Thomas habe ich seit unserem Streit mit keinem Blick gewürdigt. Ich starre aus dem kleinen Fenster. Der Himmel ist blau und die Sonne strahlt. Plötzlich zupft mir jemand meine Kopfhörer aus den Ohren. Damiano! Wütend fahre ich herum und erstarre. Neben mir sitzt nicht wie erwartet Damiano, sondern Thomas. Wut wallt in mir auf, aber ich drücke sie herunter, um mein Pokerface zu erhalten. ,,Ich weiß, dass du wütend auf mich bist und ich kann das verstehen. Schließlich fällt seine Freundin nicht alle Tage in Ohnmacht, aber ich möchte nochmal sagen, dass dieser Matteo nicht echt ist. Felicita hat diese nicht reale Person nur genutzt, um sich ihren Traum zu erfüllen. Sie wollte malen und unsere Mutter hat das einfach nicht akzeptiert. Sie hat mir das alles selbst erzählt. Und es tut mir leid, dass ich es dir nicht gesagt habe, aber Felicita wollte es dir selbst erzählen" ,,War das alles?", frage ich emotionslos.
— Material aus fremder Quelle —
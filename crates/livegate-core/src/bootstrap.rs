//! One-shot startup decision for both applications.

use livegate_provider::{AdminContext, EnvironmentStatus};
use log::info;

pub const EXPIRED_MESSAGE: &str = "The validity period of this device has expired";
pub const INVALID_ENV_MESSAGE: &str = "This device is running in an invalid environment";

/// Environment facts gathered before any page is shown.
#[derive(Debug, Clone, Copy, Default, PartialEq, Eq)]
pub struct EnvironmentFlags {
    pub expired: bool,
    pub invalid: bool,
    pub initialized: bool,
    pub unlocked: bool,
}

impl EnvironmentFlags {
    /// Flags for the unlock app; the manager only runs on initialized devices.
    pub fn from_status(status: &EnvironmentStatus, unlocked: bool) -> Self {
        Self {
            expired: status.expired,
            invalid: status.invalid_env,
            initialized: true,
            unlocked,
        }
    }

    pub fn from_admin<C: AdminContext>(context: &C) -> Self {
        Self {
            expired: false,
            invalid: !context.is_valid(),
            initialized: context.is_initialized(),
            unlocked: context.is_unlocked(),
        }
    }
}

/// Initial page selected at startup.
#[derive(Debug, Clone, PartialEq, Eq)]
pub enum BootstrapDecision {
    Fatal(String),
    Initialize,
    Authenticate,
    Menu,
}

/// Consumed by [`SessionBootstrap::run`] so the decision is taken once.
#[derive(Debug)]
pub struct SessionBootstrap {
    flags: EnvironmentFlags,
}

impl SessionBootstrap {
    pub fn new(flags: EnvironmentFlags) -> Self {
        Self { flags }
    }

    /// First matching rule wins; environment problems always pre-empt the
    /// lock state.
    pub fn run(self) -> BootstrapDecision {
        let flags = self.flags;
        let decision = if flags.expired {
            BootstrapDecision::Fatal(EXPIRED_MESSAGE.to_string())
        } else if flags.invalid {
            BootstrapDecision::Fatal(INVALID_ENV_MESSAGE.to_string())
        } else if !flags.initialized {
            BootstrapDecision::Initialize
        } else if !flags.unlocked {
            BootstrapDecision::Authenticate
        } else {
            BootstrapDecision::Menu
        };
        info!("bootstrap decision: {decision:?} (from {flags:?})");
        decision
    }
}
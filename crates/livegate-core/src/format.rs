//! Building device format requests from a format configuration and the
//! values the administrator entered.

use crate::error::{LivegateError, LivegateResult};
use chrono::{DateTime, Utc};
use log::debug;
use livegate_provider::AdminOperation;
use serde::{Deserialize, Serialize};
use std::collections::BTreeMap;
use std::path::{Path, PathBuf};

/// Parameters every format configuration asks the administrator for.
pub const USER_CORE_PARAMS: [&str; 3] = ["password-user", "fs-data", "enctype-data"];

pub const DEFAULT_FS: &str = "exfat";

/// One selectable format configuration (`[[admin.formats]]`).
#[derive(Debug, Clone, Default, PartialEq, Eq, Serialize, Deserialize)]
pub struct FormatConfig {
    pub id: String,

    #[serde(default)]
    pub description: String,

    /// Configuration-specific parameters asked in addition to the core ones.
    #[serde(default)]
    pub parameters: Vec<String>,

    /// Values forced by the configuration, replacing whatever was entered.
    #[serde(default)]
    pub overrides: BTreeMap<String, String>,

    #[serde(default)]
    pub password_rescue: Option<String>,

    #[serde(default)]
    pub signing_key_file: Option<PathBuf>,
}

impl FormatConfig {
    /// Parameters the administrator fills in; overridden ones are never asked.
    pub fn user_parameters(&self) -> Vec<&str> {
        self.declared_parameters()
            .filter(|name| !self.overrides.contains_key(*name))
            .collect()
    }

    fn declared_parameters(&self) -> impl Iterator<Item = &str> {
        USER_CORE_PARAMS
            .iter()
            .copied()
            .chain(self.parameters.iter().map(String::as_str))
    }

    /// Parameters generated without user input.
    pub fn core_parameters(&self, now: DateTime<Utc>) -> BTreeMap<String, String> {
        let mut params = BTreeMap::new();
        params.insert("fs-data".to_string(), DEFAULT_FS.to_string());
        params.insert("confid".to_string(), self.id.clone());
        params.insert(
            "creation-date".to_string(),
            now.format("%Y-%m-%d %H:%M:%S").to_string(),
        );
        params.insert("creation-date-ts".to_string(), now.timestamp().to_string());
        if let Some(rescue) = &self.password_rescue {
            params.insert("password-rescue".to_string(), rescue.clone());
        }
        if let Some(name) = self
            .signing_key_file
            .as_deref()
            .and_then(Path::file_name)
        {
            params.insert(
                "device-signing-private-key-file".to_string(),
                name.to_string_lossy().into_owned(),
            );
        }
        params
    }
}

/// A validated request to format one device.
#[derive(Clone, PartialEq, Eq)]
pub struct FormatRequest {
    pub config_id: String,
    pub params: BTreeMap<String, String>,
    pub device: PathBuf,
}

impl std::fmt::Debug for FormatRequest {
    fn fmt(&self, f: &mut std::fmt::Formatter<'_>) -> std::fmt::Result {
        f.debug_struct("FormatRequest")
            .field("config_id", &self.config_id)
            .field("device", &self.device)
            .finish_non_exhaustive()
    }
}

impl FormatRequest {
    /// Merge generated, entered and overridden values into a request.
    pub fn build(
        config: &FormatConfig,
        values: &BTreeMap<String, String>,
        device: Option<&Path>,
        now: DateTime<Utc>,
    ) -> LivegateResult<Self> {
        let device = device
            .ok_or_else(|| LivegateError::InvalidParameter("No device selected".to_string()))?;

        let mut params = config.core_parameters(now);
        for name in config.user_parameters() {
            match values.get(name) {
                Some(value) if !value.is_empty() => {
                    params.insert(name.to_string(), value.clone());
                }
                None if params.contains_key(name) => {}
                _ => {
                    return Err(LivegateError::InvalidParameter(format!(
                        "{name}: invalid empty value"
                    )))
                }
            }
        }

        for (name, value) in &config.overrides {
            let declared = params.contains_key(name)
                || config.declared_parameters().any(|declared| declared == name.as_str());
            if declared {
                params.insert(name.clone(), value.clone());
            } else {
                debug!("override for undeclared parameter {name} ignored");
            }
        }

        Ok(Self {
            config_id: config.id.clone(),
            params,
            device: device.to_path_buf(),
        })
    }

    pub fn into_operation(self) -> AdminOperation {
        AdminOperation::Format {
            config_id: self.config_id,
            params: self.params,
            device: self.device,
        }
    }
}

#[cfg(test)]
mod tests {
    use super::*;
    use chrono::TimeZone;

    fn config() -> FormatConfig {
        FormatConfig {
            id: "office-usb".into(),
            parameters: vec!["label".into()],
            overrides: [
                ("enctype-data".to_string(), "luks".to_string()),
                ("not-a-param".to_string(), "ignored".to_string()),
            ]
            .into_iter()
            .collect(),
            signing_key_file: Some(PathBuf::from("/keys/devicemeta.priv")),
            ..FormatConfig::default()
        }
    }

    fn values(pairs: &[(&str, &str)]) -> BTreeMap<String, String> {
        pairs
            .iter()
            .map(|(k, v)| (k.to_string(), v.to_string()))
            .collect()
    }

    fn now() -> DateTime<Utc> {
        Utc.with_ymd_and_hms(2026, 3, 14, 9, 26, 53).unwrap()
    }

    #[test]
    fn builds_full_parameter_set() {
        let request = FormatRequest::build(
            &config(),
            &values(&[
                ("password-user", "hunter2"),
                ("enctype-data", "veracrypt"),
                ("label", "TEAM"),
            ]),
            Some(Path::new("/dev/sdb")),
            now(),
        )
        .unwrap();

        let p = &request.params;
        assert_eq!(p["confid"], "office-usb");
        assert_eq!(p["creation-date"], "2026-03-14 09:26:53");
        assert_eq!(p["creation-date-ts"], now().timestamp().to_string());
        assert_eq!(p["fs-data"], "exfat");
        assert_eq!(p["enctype-data"], "luks");
        assert_eq!(p["label"], "TEAM");
        assert_eq!(p["device-signing-private-key-file"], "devicemeta.priv");
        assert!(!p.contains_key("not-a-param"));
        assert_eq!(request.device, PathBuf::from("/dev/sdb"));
    }

    #[test]
    fn empty_values_are_rejected_by_name() {
        let err = FormatRequest::build(
            &config(),
            &values(&[
                ("password-user", "pw"),
                ("enctype-data", "luks"),
                ("label", ""),
            ]),
            Some(Path::new("/dev/sdb")),
            now(),
        )
        .unwrap_err();
        assert_eq!(err.to_string(), "label: invalid empty value");
    }

    #[test]
    fn overridden_parameters_are_not_asked_and_take_the_forced_value() {
        let config = config();
        assert_eq!(
            config.user_parameters(),
            vec!["password-user", "fs-data", "label"]
        );

        let request = FormatRequest::build(
            &config,
            &values(&[("password-user", "pw"), ("label", "TEAM")]),
            Some(Path::new("/dev/sdb")),
            now(),
        )
        .unwrap();
        assert_eq!(request.params["enctype-data"], "luks");
        assert!(!request.params.contains_key("not-a-param"));
    }

    #[test]
    fn missing_device_is_rejected() {
        let err = FormatRequest::build(&config(), &values(&[]), None, now()).unwrap_err();
        assert_eq!(err.to_string(), "No device selected");
    }

    #[test]
    fn debug_output_hides_parameters() {
        let request = FormatRequest::build(
            &config(),
            &values(&[
                ("password-user", "hunter2"),
                ("enctype-data", "luks"),
                ("label", "L"),
            ]),
            Some(Path::new("/dev/sdc")),
            now(),
        )
        .unwrap();
        assert!(!format!("{request:?}").contains("hunter2"));
        assert!(matches!(
            request.into_operation(),
            AdminOperation::Format { .. }
        ));
    }
}
//! Unlock front-end: waits for the manager, asks for the password and reports
//! the outcome.

use anyhow::{Context, Result};
use clap::Parser;
use livegate_core::{
    config::LivegateConfig,
    event::EventLoop,
    flow::unlock::{prepare_session, signal_sink, UnlockFlow},
    logging,
    unlock::{RetryPolicy, UnlockClient},
};
use livegate_system::{BusManagerConnector, DesktopSession};
use log::{error, info};
use std::env;
use std::path::PathBuf;

mod terminal;

/// Command-line options.
#[derive(Parser, Debug)]
#[command(name = "livegate-unlock", version, about = "Unlock the internal partition.")]
struct Cli {
    /// Configuration file; defaults to LIVEGATE_CONFIG or /etc/livegate.toml.
    #[arg(short, long)]
    config: Option<PathBuf>,

    /// Default log filter when RUST_LOG is unset.
    #[arg(long, default_value = "info")]
    log_level: String,

    /// Skip graphical session discovery (console use).
    #[arg(long)]
    no_session: bool,
}

/// Entry point: run and surface errors with an exit code.
fn main() {
    if let Err(err) = run() {
        error!("livegate-unlock: {err:?}");
        eprintln!("error: {err:#}");
        std::process::exit(1);
    }
}

fn run() -> Result<()> {
    let cli = Cli::parse();
    logging::init(&cli.log_level);

    let config_path = cli.config.unwrap_or_else(LivegateConfig::path_from_env);
    let config = LivegateConfig::load_or_default(&config_path)
        .with_context(|| format!("load config {}", config_path.display()))?;

    let mut session = DesktopSession::new();
    if !cli.no_session {
        prepare_session(
            &mut session,
            &config.session.settings,
            config.ui_poll_interval(),
            None,
        );
    }

    if let Some(paths) = config.managed_paths() {
        for (key, value) in paths.exports() {
            env::set_var(key, value);
        }
    }

    let events = EventLoop::new();
    let connector = BusManagerConnector::from_config(&config);
    let client = UnlockClient::connect(
        &connector,
        RetryPolicy::from_config(&config),
        signal_sink(events.sender()),
    )
    .context("connect to manager service")?;

    let mut flow = UnlockFlow::new(client, session, events);
    let sender = flow.sender();
    flow.pages_mut()
        .subscribe(Box::new(terminal::TerminalPages::new(sender)));

    let decision = flow.start();
    info!(
        "manager version {} valid to {} ({decision:?})",
        flow.client().session().version().unwrap_or("unknown"),
        flow.client().session().valid_to().unwrap_or("unknown"),
    );
    flow.run();
    Ok(())
}
impl Default for ManagerCfg {
    fn default() -> Self {
        Self {
            bus: BusKind::default(),
            service: default_service(),
            object_path: default_object_path(),
            interface: default_interface(),
        }
    }
}

/// Connection retry policy for the manager service.
#[derive(Debug, Clone, Serialize, Deserialize)]
pub struct RetryCfg {
    #[serde(default = "default_retry_interval")]
    pub interval_ms: u64,

    /// Zero means retry indefinitely.
    #[serde(default)]
    pub max_attempts: u32,
}

fn default_retry_interval() -> u64 {
    1_000
}

impl Default for RetryCfg {
    fn default() -> Self {
        Self {
            interval_ms: default_retry_interval(),
            max_attempts: 0,
        }
    }
}

/// Job execution knobs.
#[derive(Debug, Clone, Serialize, Deserialize)]
pub struct JobsCfg {
    #[serde(default = "default_poll_interval")]
    pub poll_interval_ms: u64,

    #[serde(default)]
    pub timeout_secs: Option<u64>,
}

fn default_poll_interval() -> u64 {
    50
}

impl Default for JobsCfg {
    fn default() -> Self {
        Self {
            poll_interval_ms: default_poll_interval(),
            timeout_secs: None,
        }
    }
}

/// Hotplug watch and enumeration settings.
#[derive(Debug, Clone, Serialize, Deserialize)]
pub struct DevicesCfg {
    #[serde(default = "default_watch_dir")]
    pub watch_dir: String,

    #[serde(default = "default_settle_ms")]
    pub settle_ms: u64,

    /// Buses a whole device must sit on to be listed; empty lists all.
    #[serde(default = "default_buses")]
    pub buses: Vec<String>,
}

fn default_watch_dir() -> String {
    "/dev".to_string()
}

fn default_settle_ms() -> u64 {
    500
}

fn default_buses() -> Vec<String> {
    vec!["usb".to_string()]
}

impl Default for DevicesCfg {
    fn default() -> Self {
        Self {
            watch_dir: default_watch_dir(),
            settle_ms: default_settle_ms(),
            buses: default_buses(),
        }
    }
}

/// A desktop setting applied once the UI environment is defined.
#[derive(Debug, Clone, PartialEq, Eq, Serialize, Deserialize)]
pub struct UserSetting {
    pub schema: String,
    pub key: String,
    pub value: String,
}

/// Desktop session behaviour for the unlock application.
#[derive(Debug, Clone, Serialize, Deserialize)]
pub struct SessionCfg {
    #[serde(default = "default_ui_poll")]
    pub ui_poll_ms: u64,

    #[serde(default)]
    pub settings: Vec<UserSetting>,
}

fn default_ui_poll() -> u64 {
    1_000
}

impl Default for SessionCfg {
    fn default() -> Self {
        Self {
            ui_poll_ms: default_ui_poll(),
            settings: Vec::new(),
        }
    }
}

/// Admin application integration points.
#[derive(Debug, Clone, Serialize, Deserialize)]
pub struct AdminCfg {
    #[serde(default = "default_tool_path")]
    pub tool_path: String,

    #[serde(default = "default_tool_timeout")]
    pub tool_timeout_secs: u64,

    #[serde(default = "default_internal_mountpoint")]
    pub internal_mountpoint: String,

    #[serde(default = "default_keyinfos_path")]
    pub keyinfos_path: String,

    /// Present once the internal partition has been given its credentials.
    #[serde(default = "default_credential_marker")]
    pub credential_marker: String,

    #[serde(default)]
    pub formats: Vec<FormatConfig>,
}
//! Admin backend that drives the external admin tool.
//!
//! Secrets travel on stdin and format parameters through a temporary JSON
//! file; nothing sensitive ever appears in the argument vector.

use livegate_core::config::{LivegateConfig, ManagedPaths};
use livegate_core::error::{LivegateError, LivegateResult};
use livegate_provider::{AdminBackend, AdminOperation};
use log::{debug, info};
use std::collections::BTreeMap;
use std::io::{ErrorKind, Read, Write};
use std::path::PathBuf;
use std::process::{Child, Command, Stdio};
use std::thread::{self, JoinHandle};
use std::time::{Duration, Instant};
use tempfile::NamedTempFile;
use zeroize::Zeroizing;

#[derive(Debug)]
struct Output {
    stdout: String,
    stderr: String,
    status: i32,
}

#[derive(Debug, Clone)]
pub struct ToolBackend {
    binary: PathBuf,
    timeout: Duration,
    exports: Vec<(&'static str, String)>,
}

impl ToolBackend {
    pub fn new(binary: impl Into<PathBuf>, timeout: Duration) -> Self {
        Self {
            binary: binary.into(),
            timeout,
            exports: Vec::new(),
        }
    }

    pub fn from_config(config: &LivegateConfig) -> Self {
        let backend = Self::new(&config.admin.tool_path, config.tool_timeout());
        match config.managed_paths() {
            Some(paths) => backend.with_managed_paths(&paths),
            None => backend,
        }
    }

    /// Hand the managed-partition locations to the tool's environment.
    pub fn with_managed_paths(mut self, paths: &ManagedPaths) -> Self {
        self.exports = paths.exports();
        self
    }

    fn run_tool(&self, args: &[String], input: Option<&[u8]>) -> LivegateResult<Output> {
        let mut command = Command::new(&self.binary);
        command.args(args);
        command.envs(self.exports.iter().map(|(key, value)| (*key, value.as_str())));
        command.stdout(Stdio::piped());
        command.stderr(Stdio::piped());
        command.stdin(if input.is_some() {
            Stdio::piped()
        } else {
            Stdio::null()
        });

        debug!("running {} {}", self.binary.display(), args.join(" "));
        let start = Instant::now();
        let mut child = command.spawn()?;
        let stdout_handle = spawn_output_reader(child.stdout.take());
        let stderr_handle = spawn_output_reader(child.stderr.take());

        if let (Some(payload), Some(mut stdin)) = (input, child.stdin.take()) {
            match stdin.write_all(payload).and_then(|()| stdin.flush()) {
                Ok(()) => {}
                // The tool closed stdin early; its exit status tells the rest.
                Err(err) if err.kind() == ErrorKind::BrokenPipe => {
                    debug!("{} closed stdin early", self.binary.display());
                }
                Err(err) => {
                    let _ = child.kill();
                    let _ = child.wait();
                    return Err(LivegateError::Admin(format!(
                        "cannot write to {}: {err}",
                        self.binary.display()
                    )));
                }
            }
        }

        self.wait_with_timeout(child, start, stdout_handle, stderr_handle)
    }

    fn wait_with_timeout(
        &self,
        mut child: Child,
        start: Instant,
        stdout_handle: JoinHandle<LivegateResult<String>>,
        stderr_handle: JoinHandle<LivegateResult<String>>,
    ) -> LivegateResult<Output> {
        let status = loop {
            if let Some(status) = child.try_wait()? {
                break status;
            }
            if start.elapsed() > self.timeout {
                let _ = child.kill();
                let _ = child.wait();
                return Err(LivegateError::Admin(format!(
                    "{} timed out after {:?}",
                    self.binary.display(),
                    self.timeout
                )));
            }
            thread::sleep(Duration::from_millis(25));
        };

        let stdout = stdout_handle
            .join()
            .map_err(|_| LivegateError::Admin("stdout reader thread panicked".into()))??;
        let stderr = stderr_handle
            .join()
            .map_err(|_| LivegateError::Admin("stderr reader thread panicked".into()))??;

        Ok(Output {
            stdout,
            stderr,
            status: status.code().unwrap_or(-1),
        })
    }
}

impl AdminBackend for ToolBackend {
    type Error = LivegateError;

    fn run(&self, operation: &AdminOperation) -> LivegateResult<String> {
        let label = operation.label();
        let verbose = "--verbose".to_string();

        let (args, input, params_file) = match operation {
            AdminOperation::Initialize { password } => (
                vec![verbose, "internal-init".into()],
                Some(secret_lines(&[password])),
                None,
            ),
            AdminOperation::Authenticate { password } => (
                vec![verbose, "internal-unlock".into()],
                Some(secret_lines(&[password])),
                None,
            ),
            AdminOperation::ChangePassword { current, new } => (
                vec![verbose, "internal-password".into()],
                Some(secret_lines(&[current, new])),
                None,
            ),
            AdminOperation::Format {
                config_id,
                params,
                device,
            } => {
                let file = write_params_file(params)?;
                let args = vec![
                    verbose,
                    "dev-format".into(),
                    config_id.clone(),
                    file.path().display().to_string(),
                    device.display().to_string(),
                ];
                (args, None, Some(file))
            }
        };

        let out = self.run_tool(&args, input.as_ref().map(|secret| secret.as_bytes()))?;
        drop(params_file);
        if out.status == 0 {
            info!("{label}: tool finished");
            return Ok(out.stdout);
        }

        Err(LivegateError::Admin(format!(
            "{} (exit code {})",
            classify_failure(label, &output_diagnostic(&out)),
            out.status
        )))
    }
}

/// One secret per line, as the tool reads them from stdin.
fn secret_lines(secrets: &[&Zeroizing<String>]) -> Zeroizing<String> {
    let mut buf = Zeroizing::new(String::new());
    for secret in secrets {
        buf.push_str(secret.as_str());
        buf.push('\n');
    }
    buf
}

/// Parameters file removed once the returned handle is dropped.
fn write_params_file(params: &BTreeMap<String, String>) -> LivegateResult<NamedTempFile> {
    let mut file = tempfile::Builder::new()
        .prefix("livegate-format-")
        .suffix(".json")
        .tempfile()?;
    serde_json::to_writer(&mut file, params)
        .map_err(|err| LivegateError::Admin(format!("cannot write format parameters: {err}")))?;
    file.flush()?;
    Ok(file)
}

fn output_diagnostic(output: &Output) -> String {
    if output.stderr.trim().is_empty() {
        output.stdout.clone()
    } else {
        output.stderr.clone()
    }
}

fn classify_failure(label: &str, diagnostic: &str) -> String {
    let trimmed = diagnostic.trim();
    let lower = trimmed.to_ascii_lowercase();
    let diagnostic = if trimmed.is_empty() {
        "no additional output".to_string()
    } else {
        trimmed.lines().last().unwrap_or(trimmed).to_string()
    };

    if lower.contains("permission denied") || lower.contains("operation not permitted") {
        return format!("{label} requires elevated privileges: {diagnostic}");
    }
    if lower.contains("invalid password") || lower.contains("wrong password") {
        return format!("{label} failed: the password was rejected");
    }
    if lower.contains("no such file") || lower.contains("not found") {
        return format!("{label} could not find a required device or file: {diagnostic}");
    }
    format!("{label} failed: {diagnostic}")
}

fn spawn_output_reader<R>(pipe: Option<R>) -> thread::JoinHandle<LivegateResult<String>>
where
    R: Read + Send + 'static,
{
    thread::spawn(move || -> LivegateResult<String> {
        if let Some(mut reader) = pipe {
            let mut buf = Vec::new();
            reader.read_to_end(&mut buf)?;
            Ok(String::from_utf8_lossy(&buf).to_string())
        } else {
            Ok(String::new())
        }
    })
}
Ich lasse es so klingen, als wäre mir das alles egal, aber mein Herz schreit. Es klammert sich an den Hoffnungsschimmer. Ich möchte Thomas glauben, aber ich habe das Bild doch gesehen.

Thomas sieht mich enttäuscht an. ,,Felicita ist gestern aufgewacht und ihr geht es körperlich wieder gut. Ich dachte, dass du das vielleicht wissen willst", sagt er leise. Ich reiße ihm mein Kopfhörer aus der Hand und drehe mich zum Fenster. Felicita geht es wieder gut. Erleichtert atme ich aus.

Aus dem Augenwinkel sehe ich, wie Thomas mit Damiano spricht und den Kopf schüttelt. Damiano schaut mich ernst an und ich weiß, dass er das alles für mich absagen würde. Will ich überhaupt noch am ESC teilnehmen? Wenn ja, muss ich mich mit Thomas vertragen, denn unser Streit schadet dem Bandklima. Und wenn ich so darüber nachdenke. Was hat Thomas eigentlich gemacht? Klar, er hat mir etwas nicht erzählt, was wichtig für mich gewesen wäre, aber trotzdem. Er ist mein Freund seit der Schulzeit. Ich verspreche mir, später nochmal darüber nachzudenken, lehne meinen Kopf an die Fensterscheibe und schließe die Augen. Nur wenige Sekunden später bin ich kurz davor einzuschlafen...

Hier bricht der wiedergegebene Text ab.